//! Runtime settings read from the process environment.

use std::str::FromStr;

use thiserror::Error;

pub const ADDR_VAR: &str = "LDS_ADDR";
pub const LOG_FORMAT_VAR: &str = "LDS_LOG_FORMAT";

const DEFAULT_ADDR: &str = "0.0.0.0:8080";

#[derive(Debug, Error)]
pub enum ConfigError {
    #[error("LDS_LOG_FORMAT must be \"pretty\" or \"json\", got {0:?}")]
    InvalidLogFormat(String),
}

#[derive(Debug, Clone, Copy, PartialEq, Eq, Default)]
pub enum LogFormat {
    #[default]
    Pretty,
    Json,
}

impl FromStr for LogFormat {
    type Err = ConfigError;

    fn from_str(s: &str) -> Result<Self, Self::Err> {
        match s.trim().to_ascii_lowercase().as_str() {
            "pretty" | "text" => Ok(Self::Pretty),
            "json" => Ok(Self::Json),
            _ => Err(ConfigError::InvalidLogFormat(s.to_owned())),
        }
    }
}

#[derive(Debug, Clone, PartialEq, Eq)]
pub struct Config {
    /// Address handed to `TcpListener::bind`
    pub addr: String,
    pub log_format: LogFormat,
}

impl Default for Config {
    fn default() -> Self {
        Self {
            addr: DEFAULT_ADDR.to_owned(),
            log_format: LogFormat::default(),
        }
    }
}

impl Config {
    pub fn from_env() -> Result<Self, ConfigError> {
        Self::from_lookup(|key| std::env::var(key).ok())
    }

    /// Builds the config from an arbitrary key lookup. Blank values count
    /// as unset.
    pub fn from_lookup<F>(lookup: F) -> Result<Self, ConfigError>
    where
        F: Fn(&str) -> Option<String>,
    {
        let get = |key: &str| lookup(key).filter(|v| !v.trim().is_empty());

        let addr = get(ADDR_VAR)
            .map(|raw| normalize_addr(raw.trim()))
            .unwrap_or_else(|| DEFAULT_ADDR.to_owned());
        let log_format = get(LOG_FORMAT_VAR)
            .map(|raw| raw.parse::<LogFormat>())
            .transpose()?
            .unwrap_or_default();

        Ok(Self { addr, log_format })
    }
}

/// A bare `:port` means every interface.
fn normalize_addr(raw: &str) -> String {
    if raw.starts_with(':') {
        format!("0.0.0.0{raw}")
    } else {
        raw.to_owned()
    }
}

#[cfg(test)]
mod tests {
    use super::*;
    use std::collections::HashMap;

    fn lookup(pairs: &[(&str, &str)]) -> impl Fn(&str) -> Option<String> {
        let map: HashMap<String, String> = pairs
            .iter()
            .map(|(k, v)| (k.to_string(), v.to_string()))
            .collect();
        move |key: &str| map.get(key).cloned()
    }

    #[test]
    fn defaults_when_unset() {
        let cfg = Config::from_lookup(lookup(&[])).unwrap();
        assert_eq!(cfg, Config::default());
        assert_eq!(cfg.addr, "0.0.0.0:8080");
    }

    #[test]
    fn bare_port_binds_all_interfaces() {
        let cfg = Config::from_lookup(lookup(&[(ADDR_VAR, ":9090")])).unwrap();
        assert_eq!(cfg.addr, "0.0.0.0:9090");

        let cfg = Config::from_lookup(lookup(&[(ADDR_VAR, "127.0.0.1:7000")])).unwrap();
        assert_eq!(cfg.addr, "127.0.0.1:7000");
    }

    #[test]
    fn blank_addr_falls_back() {
        let cfg = Config::from_lookup(lookup(&[(ADDR_VAR, "  ")])).unwrap();
        assert_eq!(cfg.addr, "0.0.0.0:8080");
    }

    #[test]
    fn log_format_parsing() {
        let cfg = Config::from_lookup(lookup(&[(LOG_FORMAT_VAR, "JSON")])).unwrap();
        assert_eq!(cfg.log_format, LogFormat::Json);

        let err = Config::from_lookup(lookup(&[(LOG_FORMAT_VAR, "xml")])).unwrap_err();
        assert!(matches!(err, ConfigError::InvalidLogFormat(v) if v == "xml"));
    }
}
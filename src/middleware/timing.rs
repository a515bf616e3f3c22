use axum::{extract::Request, middleware::Next, response::Response};
use std::time::Instant;

/// Adds two response headers:
///
///   X-Response-Time-Us  — total handler wall time in microseconds
///   Server-Timing       — same value in the standard Server-Timing format
///
/// and logs one line per request.
pub async fn timing_middleware(req: Request, next: Next) -> Response {
    let method = req.method().clone();
    let path = req.uri().path().to_owned();

    let start = Instant::now();
    let mut response = next.run(req).await;
    let elapsed = start.elapsed();
    let us = elapsed.as_micros() as u64;

    // ── Inject response headers ─────────────────────────────────
    if let Ok(val) = us.to_string().parse() {
        response.headers_mut().insert("X-Response-Time-Us", val);
    }

    let server_timing = format!("total;dur={:.3}", elapsed.as_secs_f64() * 1000.0);
    if let Ok(val) = server_timing.parse() {
        response.headers_mut().insert("Server-Timing", val);
    }

    // ── Request log ─────────────────────────────────────────────
    let status = response.status().as_u16();
    if response.status().is_server_error() {
        tracing::warn!(%method, %path, status, latency_us = us, "request failed");
    } else {
        tracing::info!(%method, %path, status, latency_us = us, "request");
    }

    response
}
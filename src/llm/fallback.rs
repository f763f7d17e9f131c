// src/llm/fallback.rs
// Ordered-candidate fallback over the generative-language backend.

use tokio_util::sync::CancellationToken;
use tracing::warn;

use super::{GenerateRequest, GenerativeBackend, ModelError};
use crate::config::CONFIG;

/// Ordered priority list of model candidates, highest preference first.
///
/// Candidates are tried in sequence until one succeeds. A quota rejection
/// aborts the whole chain: when the account-wide quota is the suspected
/// cause, a fast uniform failure beats inconsistent partial degradation.
/// Every invocation restarts from the top of the list; there is no backoff
/// and no state carried across invocations.
#[derive(Clone)]
pub struct FallbackPolicy {
    models: Vec<String>,
}

impl FallbackPolicy {
    pub fn new(models: Vec<String>) -> Self {
        Self { models }
    }

    /// Candidate list from configuration, so new models can be added
    /// without redeploying logic.
    pub fn from_config() -> Self {
        Self::new(CONFIG.fallback_models())
    }

    pub fn candidates(&self) -> &[String] {
        &self.models
    }

    /// Produce exactly one text response, or the failure that ended the chain.
    pub async fn run(
        &self,
        backend: &dyn GenerativeBackend,
        request: &GenerateRequest,
        cancel: &CancellationToken,
    ) -> Result<String, ModelError> {
        if self.models.is_empty() {
            return Err(ModelError::NoCandidates);
        }

        let mut last_error = None;

        for model in &self.models {
            if cancel.is_cancelled() {
                return Err(ModelError::Cancelled);
            }

            let attempt = tokio::select! {
                biased;
                _ = cancel.cancelled() => return Err(ModelError::Cancelled),
                result = backend.generate(model, request) => result,
            };

            match attempt {
                Ok(text) => return Ok(text),
                Err(err) if err.is_rate_limit() => {
                    warn!(model = %model, error = %err, "quota rejection, abandoning fallback chain");
                    return Err(err);
                }
                Err(err) => {
                    warn!(model = %model, error = %err, "candidate failed, trying next");
                    last_error = Some(err);
                }
            }
        }

        Err(last_error.unwrap_or(ModelError::NoCandidates))
    }
}
// src/history/mod.rs
// Read-time transcript projection for the current visitor.

use anyhow::Result;
use sqlx::sqlite::SqliteRow;
use sqlx::{Row, SqlitePool};

use crate::store::{ChatTurn, Role};

/// Compute the visible transcript at chat-open time.
///
/// Anonymous visitors see the turns recorded under their session id. Once
/// authenticated, the projection is the union of the current session and any
/// history previously recorded under the account, so pre-login turns and
/// other-device turns merge into one transcript.
///
/// Ordering is `created_at` ascending; the implicit rowid breaks ties so
/// turns written within the same millisecond keep insertion order. A row
/// matching both predicates appears exactly once (primary-key uniqueness is
/// the dedup); distinct rows that duplicate a logical turn are preserved.
pub async fn load_history(
    pool: &SqlitePool,
    session_id: &str,
    user_id: Option<&str>,
) -> Result<Vec<ChatTurn>> {
    let rows = if let Some(user_id) = user_id {
        sqlx::query(
            r#"
            SELECT id, session_id, user_id, role, content, created_at
            FROM chat_messages
            WHERE session_id = ? OR user_id = ?
            ORDER BY created_at ASC, rowid ASC
            "#,
        )
        .bind(session_id)
        .bind(user_id)
        .fetch_all(pool)
        .await?
    } else {
        sqlx::query(
            r#"
            SELECT id, session_id, user_id, role, content, created_at
            FROM chat_messages
            WHERE session_id = ?
            ORDER BY created_at ASC, rowid ASC
            "#,
        )
        .bind(session_id)
        .fetch_all(pool)
        .await?
    };

    Ok(rows.into_iter().filter_map(row_to_turn).collect())
}

fn row_to_turn(row: SqliteRow) -> Option<ChatTurn> {
    let role: String = row.get("role");
    Some(ChatTurn {
        id: row.get("id"),
        session_id: row.get("session_id"),
        user_id: row.get("user_id"),
        role: Role::parse(&role)?,
        content: row.get("content"),
        created_at: row.get("created_at"),
    })
}
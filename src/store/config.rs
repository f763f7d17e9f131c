// src/store/config.rs
// Operator-controlled key/value settings, read on every proxy invocation.

use anyhow::{Context, Result};
use sqlx::SqlitePool;

use crate::pricing::BasePrices;

pub const KEY_AI_INSTRUCTIONS: &str = "ai_instructions";
pub const KEY_BASE_PRICES: &str = "base_prices";

/// Key/value settings mutated only from the back-office.
///
/// Values are re-fetched on every read so an administrative edit takes effect
/// on the next chat message without a restart.
#[derive(Clone)]
pub struct ConfigStore {
    pool: SqlitePool,
}

impl ConfigStore {
    pub fn new(pool: SqlitePool) -> Self {
        Self { pool }
    }

    pub async fn get(&self, key: &str) -> Result<Option<String>> {
        let value = sqlx::query_scalar::<_, String>("SELECT value FROM config WHERE key = ?")
            .bind(key)
            .fetch_optional(&self.pool)
            .await?;
        Ok(value)
    }

    pub async fn set(&self, key: &str, value: &str) -> Result<()> {
        sqlx::query(
            r#"
            INSERT INTO config (key, value) VALUES (?, ?)
            ON CONFLICT (key) DO UPDATE SET value = excluded.value
            "#,
        )
        .bind(key)
        .bind(value)
        .execute(&self.pool)
        .await?;
        Ok(())
    }

    /// The free-text system prompt for the chat proxy, if configured.
    pub async fn ai_instructions(&self) -> Result<Option<String>> {
        self.get(KEY_AI_INSTRUCTIONS).await
    }

    pub async fn set_ai_instructions(&self, value: &str) -> Result<()> {
        self.set(KEY_AI_INSTRUCTIONS, value).await
    }

    /// Per-project-type base prices, if configured.
    pub async fn base_prices(&self) -> Result<Option<BasePrices>> {
        match self.get(KEY_BASE_PRICES).await? {
            Some(raw) => {
                let prices =
                    serde_json::from_str(&raw).context("base_prices is not valid JSON")?;
                Ok(Some(prices))
            }
            None => Ok(None),
        }
    }

    pub async fn set_base_prices(&self, prices: &BasePrices) -> Result<()> {
        self.set(KEY_BASE_PRICES, &serde_json::to_string(prices)?)
            .await
    }
}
.....
→ DIRECTIONS
Taking the entries above, print exactly the lines starting at the line with "is no backoff" and ending at the line with "pub fn candidates(&self)", both included.

→ RESPONSE FOR THIS EXERCISE
/// Every invocation restarts from the top of the list; there is no backoff
/// and no state carried across invocations.
#[derive(Clone)]
pub struct FallbackPolicy {
    models: Vec<String>,
}

impl FallbackPolicy {
    pub fn new(models: Vec<String>) -> Self {
        Self { models }
    }

    /// Candidate list from configuration, so new models can be added
    /// without redeploying logic.
    pub fn from_config() -> Self {
        Self::new(CONFIG.fallback_models())
    }

    pub fn candidates(&self) -> &[String] {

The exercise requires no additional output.